You've made a dramatic entrance, my friend. This issue is very complex, and even the Buddha himself wondered at a certain moment if it was possible to convey or teach it to others. It is very subtle.

Nothing is self does not mean there is no self.

Buddhism eschews nathatta.

As for nirvana, I think there are various sutras that you can read on the subject. As far as I know, none of them equate nirvana with nihilism or nothingness. If not existing were tantamount to nirvana, it would be sufficient to die to reach nirvana. That is not the case. There's no free lunch:)

Perhaps you should do a thought experiment and try to see if you can equate Samsara with Nirvana as two sides of the same coin. That would solve the nihilism problem and explain why the Buddha called his way of thought the 'middle way', neither eternalism nor nihilism.

But how can samsara be the same as Nirvana? That is what you should look into...

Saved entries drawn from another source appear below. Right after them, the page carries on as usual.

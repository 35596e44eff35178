mod db;
mod error;
mod handlers;
mod models;
mod rate_limit;
mod scheduler;

use axum::{
    middleware::from_fn_with_state,
    routing::{delete, get, post, put},
    Router,
};
use sqlx::sqlite::SqlitePoolOptions;
use std::net::SocketAddr;
use std::sync::Arc;
use std::time::Instant;
use tower_http::cors::{AllowOrigin, Any, CorsLayer};
use tower_http::trace::TraceLayer;
use tracing_subscriber::layer::SubscriberExt;
use tracing_subscriber::util::SubscriberInitExt;
use tracing_subscriber::EnvFilter;

use rate_limit::{rate_limit_export, rate_limit_mutation, rate_limit_public, RateLimiter};
use scheduler::Scheduler;

/// Shared application state accessible from all handlers.
pub struct AppState {
    pub db: sqlx::SqlitePool,
    pub scheduler: Scheduler,
    pub mp_access_token: String,
    pub started_at: Instant,
}

/// Rate limit cleanup interval (seconds).
const RATE_LIMIT_CLEANUP_SECS: u64 = 300;

#[tokio::main]
async fn main() -> anyhow::Result<()> {
    dotenvy::dotenv().ok();

    let env_filter = EnvFilter::from_default_env().add_directive("info".parse()?);
    let fmt_layer = tracing_subscriber::fmt::layer();
    tracing_subscriber::registry()
        .with(env_filter)
        .with(fmt_layer)
        .init();

    let database_url =
        std::env::var("DATABASE_URL").unwrap_or_else(|_| "sqlite:agenda.db?mode=rwc".into());
    let host = std::env::var("HOST").unwrap_or_else(|_| "0.0.0.0".into());
    let port = std::env::var("PORT").unwrap_or_else(|_| "3000".into());

    // ── Optional env vars ──
    let mp_access_token = std::env::var("MP_ACCESS_TOKEN").unwrap_or_default();
    let webapp_url = std::env::var("WEBAPP_URL").unwrap_or_default();

    if mp_access_token.is_empty() {
        tracing::warn!("MP_ACCESS_TOKEN not set — checkout will fail");
    }

    // ── Database ──
    let pool = SqlitePoolOptions::new()
        .max_connections(5)
        .connect(&database_url)
        .await?;

    db::run_migrations(&pool).await?;

    let state = Arc::new(AppState {
        db: pool.clone(),
        scheduler: Scheduler::new(pool),
        mp_access_token,
        started_at: Instant::now(),
    });

    // ── Rate limiter + cleanup task ──
    let rate_limiter = RateLimiter::new();
    let cleanup_limiter = rate_limiter.clone();
    tokio::spawn(async move {
        let mut interval =
            tokio::time::interval(tokio::time::Duration::from_secs(RATE_LIMIT_CLEANUP_SECS));
        loop {
            interval.tick().await;
            cleanup_limiter.cleanup();
        }
    });

    // ── CORS: whitelist WEBAPP_URL when configured, otherwise allow any ──
    let cors = if !webapp_url.is_empty() {
        let origin: axum::http::HeaderValue =
            webapp_url.parse().map_err(|_| {
                anyhow::anyhow!("WEBAPP_URL must be a valid origin, got '{}'", webapp_url)
            })?;
        CorsLayer::new()
            .allow_origin(AllowOrigin::list([origin]))
            .allow_methods(Any)
            .allow_headers(Any)
    } else {
        CorsLayer::new()
            .allow_origin(Any)
            .allow_methods(Any)
            .allow_headers(Any)
    };

    // ── Router (4 groups with per-group rate limits) ──

    // 1. No-limit: health check + payment webhook
    let no_limit_routes = Router::new()
        .route("/api/health", get(handlers::health::health))
        .route(
            "/api/checkout/webhook",
            post(handlers::checkout::checkout_webhook),
        );

    // 2. Public reads (60 req/min)
    let public_routes = Router::new()
        .route("/api/clients", get(handlers::clients::list_clients))
        .route(
            "/api/professionals",
            get(handlers::professionals::list_professionals),
        )
        .route("/api/services", get(handlers::services::list_services))
        .route("/api/inventory", get(handlers::inventory::list_inventory))
        .route(
            "/api/appointments",
            get(handlers::appointments::list_appointments),
        )
        .route(
            "/api/appointments/{id}",
            get(handlers::appointments::get_appointment),
        )
        .route(
            "/api/reports/finance",
            get(handlers::reports::finance_summary),
        )
        .layer(from_fn_with_state(rate_limiter.clone(), rate_limit_public));

    // 3. Mutations (30 req/min)
    let mutation_routes = Router::new()
        .route("/api/clients", post(handlers::clients::create_client))
        .route("/api/clients/{id}", put(handlers::clients::update_client))
        .route(
            "/api/clients/{id}",
            delete(handlers::clients::delete_client),
        )
        .route(
            "/api/professionals",
            post(handlers::professionals::create_professional),
        )
        .route(
            "/api/professionals/{id}",
            put(handlers::professionals::update_professional),
        )
        .route(
            "/api/professionals/{id}",
            delete(handlers::professionals::delete_professional),
        )
        .route("/api/services", post(handlers::services::create_service))
        .route(
            "/api/services/{id}",
            put(handlers::services::update_service),
        )
        .route(
            "/api/services/{id}",
            delete(handlers::services::delete_service),
        )
        .route(
            "/api/appointments",
            post(handlers::appointments::create_appointment),
        )
        .route(
            "/api/appointments/{id}",
            put(handlers::appointments::update_appointment),
        )
        .route(
            "/api/appointments/{id}",
            delete(handlers::appointments::delete_appointment),
        )
        .route("/api/inventory", post(handlers::inventory::create_item))
        .route(
            "/api/inventory/{id}",
            put(handlers::inventory::update_item),
        )
        .route(
            "/api/inventory/{id}",
            delete(handlers::inventory::delete_item),
        )
        .route(
            "/api/inventory/import",
            post(handlers::inventory::import_items),
        )
        .route("/api/checkout", post(handlers::checkout::create_checkout))
        .layer(from_fn_with_state(
            rate_limiter.clone(),
            rate_limit_mutation,
        ));

    // 4. Export: builds whole workbooks (10 req/5min)
    let export_routes = Router::new()
        .route("/api/export", get(handlers::export::export))
        .layer(from_fn_with_state(rate_limiter.clone(), rate_limit_export));

    let app = Router::new()
        .merge(no_limit_routes)
        .merge(public_routes)
        .merge(mutation_routes)
        .merge(export_routes)
        .layer(TraceLayer::new_for_http())
        .layer(cors)
        .with_state(state);

    let addr = format!("{}:{}", host, port);
    tracing::info!("Agenda server starting on {}", addr);

    let listener = tokio::net::TcpListener::bind(&addr).await?;
    axum::serve(
        listener,
        app.into_make_service_with_connect_info::<SocketAddr>(),
    )
    .await?;

    Ok(())
}
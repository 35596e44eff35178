use serde::{Deserialize, Serialize};

// ── Database models ──

#[derive(Debug, Clone, Serialize, Deserialize, sqlx::FromRow)]
pub struct Service {
    pub id: i64,
    pub name: String,
    pub price: f64,
    pub duration_min: i64,
}

#[derive(Debug, Clone, Serialize, Deserialize, sqlx::FromRow)]
pub struct Professional {
    pub id: i64,
    pub name: String,
    pub phone: String,
    pub specialty: String,
}

#[derive(Debug, Clone, Serialize, Deserialize, sqlx::FromRow)]
pub struct Client {
    pub id: i64,
    pub name: String,
    pub phone: String,
    pub email: String,
    pub notes: String,
}

/// Appointment row joined against the three directories. Times are
/// stored as TEXT in `%Y-%m-%d %H:%M`; `end_at` is snapshotted from the
/// service duration at create/edit time, so later catalog edits never
/// move an existing interval. The names are `Option` because a
/// referenced record may have been deleted out from under an old
/// appointment; listings surface that as null instead of failing.
#[derive(Debug, Clone, Serialize, sqlx::FromRow)]
pub struct AppointmentDetail {
    pub id: i64,
    pub client_id: i64,
    pub client_name: Option<String>,
    pub professional_id: i64,
    pub professional_name: Option<String>,
    pub service_id: i64,
    pub service_name: Option<String>,
    pub service_price: Option<f64>,
    pub start_at: String,
    pub end_at: String,
    pub notes: String,
    pub created_at: String,
}

// ── API request/response types ──

/// Raw scheduling form as the presentation layer submits it. Date and
/// time arrive as strings and are validated once at the boundary.
#[derive(Debug, Clone, Deserialize)]
pub struct AppointmentForm {
    pub client_id: i64,
    pub professional_id: i64,
    pub service_id: i64,
    pub date: String,
    pub time: String,
    #[serde(default)]
    pub notes: Option<String>,
}

#[derive(Debug, Deserialize)]
pub struct AppointmentListQuery {
    pub professional_id: Option<i64>,
    pub from: Option<String>,
    pub to: Option<String>,
}

#[derive(Debug, Deserialize)]
pub struct ClientForm {
    pub name: String,
    #[serde(default)]
    pub phone: Option<String>,
    #[serde(default)]
    pub email: Option<String>,
    #[serde(default)]
    pub notes: Option<String>,
}

#[derive(Debug, Deserialize)]
pub struct ClientUpdate {
    pub name: Option<String>,
    pub phone: Option<String>,
    pub email: Option<String>,
    pub notes: Option<String>,
}

#[derive(Debug, Deserialize)]
pub struct ProfessionalForm {
    pub name: String,
    #[serde(default)]
    pub phone: Option<String>,
    #[serde(default)]
    pub specialty: Option<String>,
}

#[derive(Debug, Deserialize)]
pub struct ProfessionalUpdate {
    pub name: Option<String>,
    pub phone: Option<String>,
    pub specialty: Option<String>,
}

#[derive(Debug, Deserialize)]
pub struct ServiceForm {
    pub name: String,
    pub price: f64,
    pub duration_min: i64,
}

#[derive(Debug, Deserialize)]
pub struct ServiceUpdate {
    pub name: Option<String>,
    pub price: Option<f64>,
    pub duration_min: Option<i64>,
}

#[derive(Debug, Clone, Serialize, Deserialize, sqlx::FromRow)]
pub struct InventoryItem {
    pub id: i64,
    pub name: String,
    pub category: String,
    pub quantity: i64,
    pub unit_price: f64,
}

#[derive(Debug, Deserialize)]
pub struct InventoryForm {
    pub name: String,
    #[serde(default)]
    pub category: Option<String>,
    pub quantity: i64,
    pub unit_price: f64,
}

#[derive(Debug, Deserialize)]
pub struct InventoryUpdate {
    pub name: Option<String>,
    pub category: Option<String>,
    pub quantity: Option<i64>,
    pub unit_price: Option<f64>,
}

#[derive(Debug, Deserialize)]
pub struct FinanceQuery {
    pub from: Option<String>,
    pub to: Option<String>,
}

#[derive(Debug, Deserialize)]
pub struct ExportQuery {
    pub format: Option<String>,
    pub sheet: Option<String>,
}

#[derive(Debug, Deserialize)]
pub struct CheckoutRequest {
    pub plan: String,
    pub email: String,
}

#[derive(Debug, Serialize)]
pub struct CheckoutResponse {
    pub payment_id: String,
    pub payment_url: String,
    pub plan: String,
    pub amount: f64,
}

/// Payment provider webhook payload. Only the fields we log are typed;
/// the provider sends more.
#[derive(Debug, Deserialize)]
pub struct PaymentWebhookEvent {
    #[serde(default)]
    pub action: Option<String>,
    #[serde(rename = "type", default)]
    pub kind: Option<String>,
    #[serde(default)]
    pub data: Option<PaymentWebhookData>,
}

#[derive(Debug, Deserialize)]
pub struct PaymentWebhookData {
    pub id: Option<serde_json::Value>,
}

#[derive(Debug, Serialize)]
pub struct ApiResponse<T: Serialize> {
    pub ok: bool,
    pub data: Option<T>,
    pub error: Option<String>,
}

impl<T: Serialize> ApiResponse<T> {
    pub fn success(data: T) -> Self {
        Self {
            ok: true,
            data: Some(data),
            error: None,
        }
    }

    pub fn error(msg: impl Into<String>) -> Self {
        Self {
            ok: false,
            data: None,
            error: Some(msg.into()),
        }
    }
}
use axum::{
    http::StatusCode,
    response::{IntoResponse, Response},
    Json,
};
use thiserror::Error;

use crate::models::ApiResponse;

/// Application error taxonomy. Every failure a handler can surface maps
/// onto one of these variants and from there onto a status code and the
/// standard `ApiResponse` envelope.
#[derive(Debug, Error)]
pub enum AppError {
    /// Malformed input or an unresolved foreign reference. The caller
    /// can fix the request and retry; nothing was mutated.
    #[error("{0}")]
    Validation(String),

    /// The requested interval overlaps an existing appointment for the
    /// same professional. Carries the blocking appointment so the caller
    /// can explain the rejection.
    #[error("conflicts with appointment {id} for professional {professional_id} ({start} to {end})")]
    Conflict {
        id: i64,
        professional_id: i64,
        start: String,
        end: String,
    },

    /// The referenced record does not exist (stale id).
    #[error("{0} not found")]
    NotFound(&'static str),

    /// The record is still referenced by appointments and cannot be
    /// deleted without orphaning them.
    #[error("{entity} is referenced by {count} appointment(s)")]
    Referenced { entity: &'static str, count: i64 },

    /// Transaction or connectivity failure. Not retried here; the caller
    /// may retry the whole operation.
    #[error("storage error: {0}")]
    Storage(#[from] sqlx::Error),

    /// The payment provider rejected or failed the request.
    #[error("payment provider error: {0}")]
    Upstream(String),

    /// Spreadsheet generation failure.
    #[error("export failed: {0}")]
    Export(String),
}

impl IntoResponse for AppError {
    fn into_response(self) -> Response {
        let status = match &self {
            AppError::Validation(_) => StatusCode::BAD_REQUEST,
            AppError::Conflict { .. } => StatusCode::CONFLICT,
            AppError::NotFound(_) => StatusCode::NOT_FOUND,
            AppError::Referenced { .. } => StatusCode::CONFLICT,
            AppError::Storage(e) => {
                tracing::error!("storage error: {}", e);
                StatusCode::INTERNAL_SERVER_ERROR
            }
            AppError::Upstream(_) => StatusCode::BAD_GATEWAY,
            AppError::Export(_) => StatusCode::INTERNAL_SERVER_ERROR,
        };

        // Do not leak driver internals to the client.
        let message = match &self {
            AppError::Storage(_) => "storage error".to_string(),
            other => other.to_string(),
        };

        (status, Json(ApiResponse::<()>::error(message))).into_response()
    }
}
use once_cell::sync::Lazy;
use regex::Regex;

use super::VideoId;

/// A `v=` query parameter or a path separator, immediately followed by an id.
static VIDEO_ID_RE: Lazy<Regex> = Lazy::new(|| {
    Regex::new(r"(?:v=|/)([0-9A-Za-z_-]{11})").expect("video id pattern is valid")
});

/// Find the video id inside a YouTube URL.
///
/// The input is searched rather than parsed, so watch, short (`youtu.be`),
/// embed and shorts links all work, as do strings that are not URLs at all.
/// When several candidates appear the leftmost one wins. Returns `None` when
/// nothing id-shaped follows a `v=` or a `/`.
pub fn extract_video_id(url: &str) -> Option<VideoId> {
    let id = VIDEO_ID_RE.captures(url)?.get(1)?.as_str();
    tracing::debug!("Extracted video id {} from {}", id, url);
    VideoId::parse(id)
}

Various systems treat it in a different way, which does not make things easier. You can look at it via the theory of sunyata, emptiness, or through the lens of Zen and the inscrutability of the obvious, among others. Rebirth is a return to existence while the end of rebirth equals claiming your original state.

Nirvana is not death, it is deathlessness.

It is loka uttara, sunnata dhatu.

In other words, the fish caught in the stream will eventually find its way to the Delta...!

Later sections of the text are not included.